What you have to do
All lines from the one containing "T: Into<std::ffi::OsString> +" to the final line of the material should be retyped exactly. Nothing else belongs in the response.

Dataset records
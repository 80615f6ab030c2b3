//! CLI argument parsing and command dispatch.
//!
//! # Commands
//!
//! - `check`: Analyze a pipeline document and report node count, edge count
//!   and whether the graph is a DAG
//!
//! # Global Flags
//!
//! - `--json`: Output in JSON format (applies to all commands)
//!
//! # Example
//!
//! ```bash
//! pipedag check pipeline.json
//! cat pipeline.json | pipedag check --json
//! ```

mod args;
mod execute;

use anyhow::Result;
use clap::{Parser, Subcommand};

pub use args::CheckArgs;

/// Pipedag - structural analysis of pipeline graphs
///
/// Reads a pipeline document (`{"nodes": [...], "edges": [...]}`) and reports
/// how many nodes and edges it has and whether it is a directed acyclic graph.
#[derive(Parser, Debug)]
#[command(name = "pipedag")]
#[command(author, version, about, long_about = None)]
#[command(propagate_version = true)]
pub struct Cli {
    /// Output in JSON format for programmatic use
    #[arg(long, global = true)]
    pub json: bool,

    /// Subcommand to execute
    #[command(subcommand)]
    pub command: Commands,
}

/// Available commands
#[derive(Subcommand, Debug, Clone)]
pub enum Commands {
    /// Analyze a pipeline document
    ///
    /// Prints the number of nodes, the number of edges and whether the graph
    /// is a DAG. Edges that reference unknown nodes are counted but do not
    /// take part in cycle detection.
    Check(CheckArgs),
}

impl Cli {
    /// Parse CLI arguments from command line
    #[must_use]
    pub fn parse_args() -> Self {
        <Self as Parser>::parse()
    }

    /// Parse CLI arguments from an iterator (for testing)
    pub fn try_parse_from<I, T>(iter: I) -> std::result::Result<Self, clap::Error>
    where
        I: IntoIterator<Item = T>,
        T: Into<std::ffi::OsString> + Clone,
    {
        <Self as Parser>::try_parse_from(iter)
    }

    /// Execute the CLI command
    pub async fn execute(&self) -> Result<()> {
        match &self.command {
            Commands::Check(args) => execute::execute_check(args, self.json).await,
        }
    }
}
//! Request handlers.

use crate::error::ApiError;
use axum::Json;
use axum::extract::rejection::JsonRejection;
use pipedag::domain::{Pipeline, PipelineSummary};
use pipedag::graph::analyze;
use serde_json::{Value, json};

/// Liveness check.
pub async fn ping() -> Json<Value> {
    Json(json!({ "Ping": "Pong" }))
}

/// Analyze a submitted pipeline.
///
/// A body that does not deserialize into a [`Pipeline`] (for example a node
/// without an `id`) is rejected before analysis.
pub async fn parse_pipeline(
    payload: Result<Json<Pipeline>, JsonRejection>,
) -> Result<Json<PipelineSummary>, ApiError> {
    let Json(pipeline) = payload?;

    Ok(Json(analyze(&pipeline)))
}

Reply
        T: Into<std::ffi::OsString> + Clone,
    {
        <Self as Parser>::try_parse_from(iter)
    }

    /// Execute the CLI command
    pub async fn execute(&self) -> Result<()> {
        match &self.command {
            Commands::Check(args) => execute::execute_check(args, self.json).await,
        }
    }
}
//! Request handlers.

use crate::error::ApiError;
use axum::Json;
use axum::extract::rejection::JsonRejection;
use pipedag::domain::{Pipeline, PipelineSummary};
use pipedag::graph::analyze;
use serde_json::{Value, json};

/// Liveness check.
pub async fn ping() -> Json<Value> {
    Json(json!({ "Ping": "Pong" }))
}

/// Analyze a submitted pipeline.
///
/// A body that does not deserialize into a [`Pipeline`] (for example a node
/// without an `id`) is rejected before analysis.
pub async fn parse_pipeline(
    payload: Result<Json<Pipeline>, JsonRejection>,
) -> Result<Json<PipelineSummary>, ApiError> {
    let Json(pipeline) = payload?;

    Ok(Json(analyze(&pipeline)))
}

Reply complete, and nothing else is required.